*DIRECTIONS*.
The answer must be a single number: how many lines in the entries hold the string "SocketAddr".
=== Section Start ===
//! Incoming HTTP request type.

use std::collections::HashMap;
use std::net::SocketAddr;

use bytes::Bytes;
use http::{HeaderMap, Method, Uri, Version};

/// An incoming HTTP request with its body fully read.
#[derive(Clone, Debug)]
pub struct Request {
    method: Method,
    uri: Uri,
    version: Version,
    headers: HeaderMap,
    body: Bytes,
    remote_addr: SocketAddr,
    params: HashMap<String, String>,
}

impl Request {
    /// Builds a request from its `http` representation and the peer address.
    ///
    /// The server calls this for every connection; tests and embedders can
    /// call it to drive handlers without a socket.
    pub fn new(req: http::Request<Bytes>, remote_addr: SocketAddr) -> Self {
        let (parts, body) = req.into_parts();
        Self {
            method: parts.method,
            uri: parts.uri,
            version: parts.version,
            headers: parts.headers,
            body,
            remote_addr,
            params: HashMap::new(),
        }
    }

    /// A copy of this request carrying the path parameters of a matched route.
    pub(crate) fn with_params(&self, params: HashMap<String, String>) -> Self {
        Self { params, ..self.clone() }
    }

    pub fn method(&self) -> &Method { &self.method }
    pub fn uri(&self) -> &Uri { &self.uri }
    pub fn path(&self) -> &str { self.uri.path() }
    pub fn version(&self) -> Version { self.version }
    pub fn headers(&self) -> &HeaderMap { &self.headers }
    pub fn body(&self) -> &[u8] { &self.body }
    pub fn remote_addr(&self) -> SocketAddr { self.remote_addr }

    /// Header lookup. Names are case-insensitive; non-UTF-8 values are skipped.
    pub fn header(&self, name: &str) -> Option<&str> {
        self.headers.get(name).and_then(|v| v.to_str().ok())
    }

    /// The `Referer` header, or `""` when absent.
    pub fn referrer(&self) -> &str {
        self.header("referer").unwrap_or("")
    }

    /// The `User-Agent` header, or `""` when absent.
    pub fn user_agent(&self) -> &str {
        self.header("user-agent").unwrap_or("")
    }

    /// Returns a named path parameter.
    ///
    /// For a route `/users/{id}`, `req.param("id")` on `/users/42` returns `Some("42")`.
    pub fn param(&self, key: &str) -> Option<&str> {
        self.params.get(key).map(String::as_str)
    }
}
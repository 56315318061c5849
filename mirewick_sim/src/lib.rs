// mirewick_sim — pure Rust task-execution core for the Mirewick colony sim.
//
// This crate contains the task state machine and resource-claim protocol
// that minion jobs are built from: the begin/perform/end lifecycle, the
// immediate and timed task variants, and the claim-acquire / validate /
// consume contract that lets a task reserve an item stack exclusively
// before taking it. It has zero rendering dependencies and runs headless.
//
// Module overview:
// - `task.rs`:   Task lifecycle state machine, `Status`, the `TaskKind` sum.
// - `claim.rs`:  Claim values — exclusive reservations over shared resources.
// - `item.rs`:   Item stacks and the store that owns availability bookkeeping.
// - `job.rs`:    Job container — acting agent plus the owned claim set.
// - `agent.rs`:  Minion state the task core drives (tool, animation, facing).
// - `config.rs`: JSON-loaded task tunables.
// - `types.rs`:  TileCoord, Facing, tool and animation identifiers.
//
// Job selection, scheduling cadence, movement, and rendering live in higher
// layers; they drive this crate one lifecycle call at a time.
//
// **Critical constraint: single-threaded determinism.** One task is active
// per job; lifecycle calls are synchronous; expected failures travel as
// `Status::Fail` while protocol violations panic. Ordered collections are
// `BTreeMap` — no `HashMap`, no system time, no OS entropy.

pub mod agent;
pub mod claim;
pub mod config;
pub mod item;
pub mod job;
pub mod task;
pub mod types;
=== Section End ===
*RESPONSE TO THE TASK*.
4